**Task item**
Below this line is a set of entries; quote exactly the lines from the line that contains "(false, false) =>" to the line that contains "for token in removed", both lines included.

**Data provided**
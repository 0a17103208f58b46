//! Change classification
//!
//! Turns diff runs into a flat, ordered list of `WordChange` records.
//! Consecutive removed and added runs are grouped until the next equal run:
//! both sides present make one substitution, a lone side yields one record
//! per unit. Adjacent deletions are left separate here; see `merge`.

use crate::algorithm::DiffAlgorithm;
use crate::change::WordChange;
use crate::diff::{diff_text, EditType};
use crate::script::Granularity;
use crate::tokenizers::{is_punctuation_only, strip_basic_punctuation};

/// Classify the differences between `original` and `modified`.
pub fn classify(
    algorithm: &dyn DiffAlgorithm,
    original: &str,
    modified: &str,
    granularity: Granularity,
) -> Vec<WordChange> {
    let runs = diff_text(algorithm, original, modified, granularity);
    let mut grouper = Grouper::new(granularity);

    for run in &runs {
        match run.edit_type {
            EditType::Delete => grouper.removed.extend(run.tokens.iter().copied()),
            EditType::Insert => grouper.added.extend(run.tokens.iter().copied()),
            EditType::Equal => {
                grouper.flush();
                for token in &run.tokens {
                    grouper.push_unchanged(token);
                }
            }
        }
    }
    grouper.flush();

    let mut changes = grouper.changes;
    if granularity.is_char_granular() {
        // Keyed on the original index when present, else the new index, so
        // an insertion sorts among original-side records by its new-side
        // position. Not strict document order; counts and rendering only
        // read kinds and words. Stable: equal keys keep scan order.
        changes.sort_by_key(WordChange::position);
    }
    changes
}

struct Grouper<'a> {
    granularity: Granularity,
    removed: Vec<&'a str>,
    added: Vec<&'a str>,
    original_index: usize,
    new_index: usize,
    changes: Vec<WordChange>,
}

impl<'a> Grouper<'a> {
    fn new(granularity: Granularity) -> Self {
        Self {
            granularity,
            removed: Vec::new(),
            added: Vec::new(),
            original_index: 0,
            new_index: 0,
            changes: Vec::new(),
        }
    }

    fn push_unchanged(&mut self, token: &str) {
        self.changes
            .push(WordChange::unchanged(token, self.original_index, self.new_index));
        self.original_index += 1;
        self.new_index += 1;
    }

    fn flush(&mut self) {
        let removed = std::mem::take(&mut self.removed);
        let added = std::mem::take(&mut self.added);

        match (removed.is_empty(), added.is_empty()) {
            (false, false) => {
                let joiner = self.granularity.joiner();
                let original_word = removed.join(joiner);
                let new_word = added.join(joiner);
                let has_changed =
                    strip_basic_punctuation(&original_word) != strip_basic_punctuation(&new_word);

                self.changes.push(WordChange::substitution(
                    original_word,
                    new_word,
                    self.original_index,
                    self.new_index,
                    has_changed,
                ));
                self.original_index += removed.len();
                self.new_index += added.len();
            }
            (false, true) => {
                for token in removed {
                    self.changes.push(WordChange::deletion(
                        token,
                        self.original_index,
                        !is_punctuation_only(token),
                    ));
                    self.original_index += 1;
                }
            }
            (true, false) => {
                for token in added {
                    self.changes.push(WordChange::addition(
                        token,
                        self.new_index,
                        !is_punctuation_only(token),
                    ));
                    self.new_index += 1;
                }
            }
            (true, true) => {}
        }
    }
}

**Your response**
            (false, false) => {
                let joiner = self.granularity.joiner();
                let original_word = removed.join(joiner);
                let new_word = added.join(joiner);
                let has_changed =
                    strip_basic_punctuation(&original_word) != strip_basic_punctuation(&new_word);

                self.changes.push(WordChange::substitution(
                    original_word,
                    new_word,
                    self.original_index,
                    self.new_index,
                    has_changed,
                ));
                self.original_index += removed.len();
                self.new_index += added.len();
            }
            (false, true) => {
                for token in removed {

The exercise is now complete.